La Fraternità Sacerdotale San Pio X ha dato seguito alla decisione annunciata nelle scorse settimane, procedendo alla consacrazione di quattro nuovi vescovi senza il mandato pontificio. La cerimonia, celebrata a Écône, in Svizzera, segna un nuovo momento di forte tensione con la Santa Sede e, secondo il diritto canonico, comporta la scomunica automatica dei protagonisti dell’atto e il conseguente scisma dalla Chiesa cattolica.
La scelta dei lefebvriani
La celebrazione si è svolta senza che fosse accolto l’invito del Pontefice a sospendere le ordinazioni episcopali. La Fraternità lefebvriana ha così confermato la propria scelta, procedendo con la consacrazione dei quattro nuovi vescovi.

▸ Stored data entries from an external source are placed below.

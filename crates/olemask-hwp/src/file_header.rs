use crate::error::HwpError;
use crate::records::read_u32;

pub const SIGNATURE: &[u8] = b"HWP Document File";

const FLAG_COMPRESSED: u32 = 0x01;
const FLAG_ENCRYPTED: u32 = 0x02;
const FLAG_DISTRIBUTION: u32 = 0x04;

/// The fixed 256-byte `FileHeader` stream: a 32-byte signature, the version, then property flags.
#[derive(Debug, Clone, Copy, PartialEq, Eq)]
pub struct FileHeader {
    pub version: u32,
    pub flags: u32,
}

impl FileHeader {
    pub fn parse(bytes: &[u8]) -> Result<Self, HwpError> {
        let (Some(version), Some(flags)) = (read_u32(bytes, 32), read_u32(bytes, 36)) else {
            return Err(HwpError::FileHeaderTooShort { len: bytes.len() });
        };
        if !bytes.starts_with(SIGNATURE) {
            return Err(HwpError::BadSignature);
        }
        Ok(Self { version, flags })
    }

    /// Body sections and `BinData` streams are raw deflate.
    pub fn is_compressed(&self) -> bool {
        self.flags & FLAG_COMPRESSED != 0
    }

    pub fn is_encrypted(&self) -> bool {
        self.flags & FLAG_ENCRYPTED != 0
    }

    /// Distribution documents keep their sections in `ViewText`, encrypted.
    pub fn is_distribution(&self) -> bool {
        self.flags & FLAG_DISTRIBUTION != 0
    }

    /// `major.minor.build.revision`, most significant byte first.
    pub fn version_string(&self) -> String {
        let [revision, build, minor, major] = self.version.to_le_bytes();
        format!("{major}.{minor}.{build}.{revision}")
    }
}

#[cfg(test)]
mod tests {
    use super::*;

    fn header(flags: u32) -> Vec<u8> {
        let mut out = vec![0u8; 256];
        out[..SIGNATURE.len()].copy_from_slice(SIGNATURE);
        out[32..36].copy_from_slice(&0x0501_0000u32.to_le_bytes());
        out[36..40].copy_from_slice(&flags.to_le_bytes());
        out
    }

    #[test]
    fn reads_flags_and_version() {
        let parsed = FileHeader::parse(&header(0x03)).expect("header");
        assert!(parsed.is_compressed());
        assert!(parsed.is_encrypted());
        assert!(!parsed.is_distribution());
        assert_eq!(parsed.version_string(), "5.1.0.0");
    }

    #[test]
    fn rejects_foreign_streams() {
        assert!(matches!(
            FileHeader::parse(&[0u8; 12]),
            Err(HwpError::FileHeaderTooShort { len: 12 })
        ));
        let mut bad = header(0);
        bad[0] = b'X';
        assert!(matches!(FileHeader::parse(&bad), Err(HwpError::BadSignature)));
    }
}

Secondo quanto previsto dal diritto della Chiesa, un’ordinazione episcopale conferita senza l’autorizzazione del Papa comporta la scomunica latae sententiae, ossia automatica. La comunicazione ufficiale della Santa Sede potrebbe arrivare già nelle prossime ore o comunque nei prossimi giorni.
La cerimonia dei lefebvriani a Écône
Il rito si è svolto a Écône, storica sede della Fraternità in Svizzera. Il momento centrale della celebrazione è stato quello dell’imposizione delle mani sul capo dei nuovi vescovi, compiuta dal celebrante principale, monsignor Alfonso de Galarreta, affiancato dal co-consacrante monsignor Bernard Fellay.
Successivamente sono proseguiti gli altri gesti liturgici previsti dal rito della consacrazione episcopale.
Un precedente che risale al 1988
L’episodio richiama direttamente quanto avvenne 38 anni fa. Il 30 giugno 1988, infatti, il fondatore della Fraternità, Marcel Lefebvre, consacrò quattro vescovi senza il consenso di Papa Giovanni Paolo II, dando origine a una delle più gravi fratture interne alla Chiesa cattolica del Novecento.
Nei giorni successivi la Santa Sede dichiarò la scomunica di Lefebvre, del co-consacrante Antonio de Castro Mayer e dei quattro nuovi vescovi: Bernard Fellay, Bernard Tissier de Mallerais, Richard Williamson e Alfonso de Galarreta.
Perché si parla di scisma
All’epoca Papa Giovanni Paolo II definì quelle consacrazioni un “atto di disobbedienza” e le qualificò ufficialmente come un “atto scismatico”. Anche la nuova consacrazione senza mandato pontificio viene interpretata dalla Santa Sede nello stesso quadro canonico.
Con la decisione presa a Écône, si riapre quindi una frattura che richiama direttamente quella del 1988 e che riporta al centro il delicato rapporto tra la Fraternità Sacerdotale San Pio X e la Chiesa cattolica.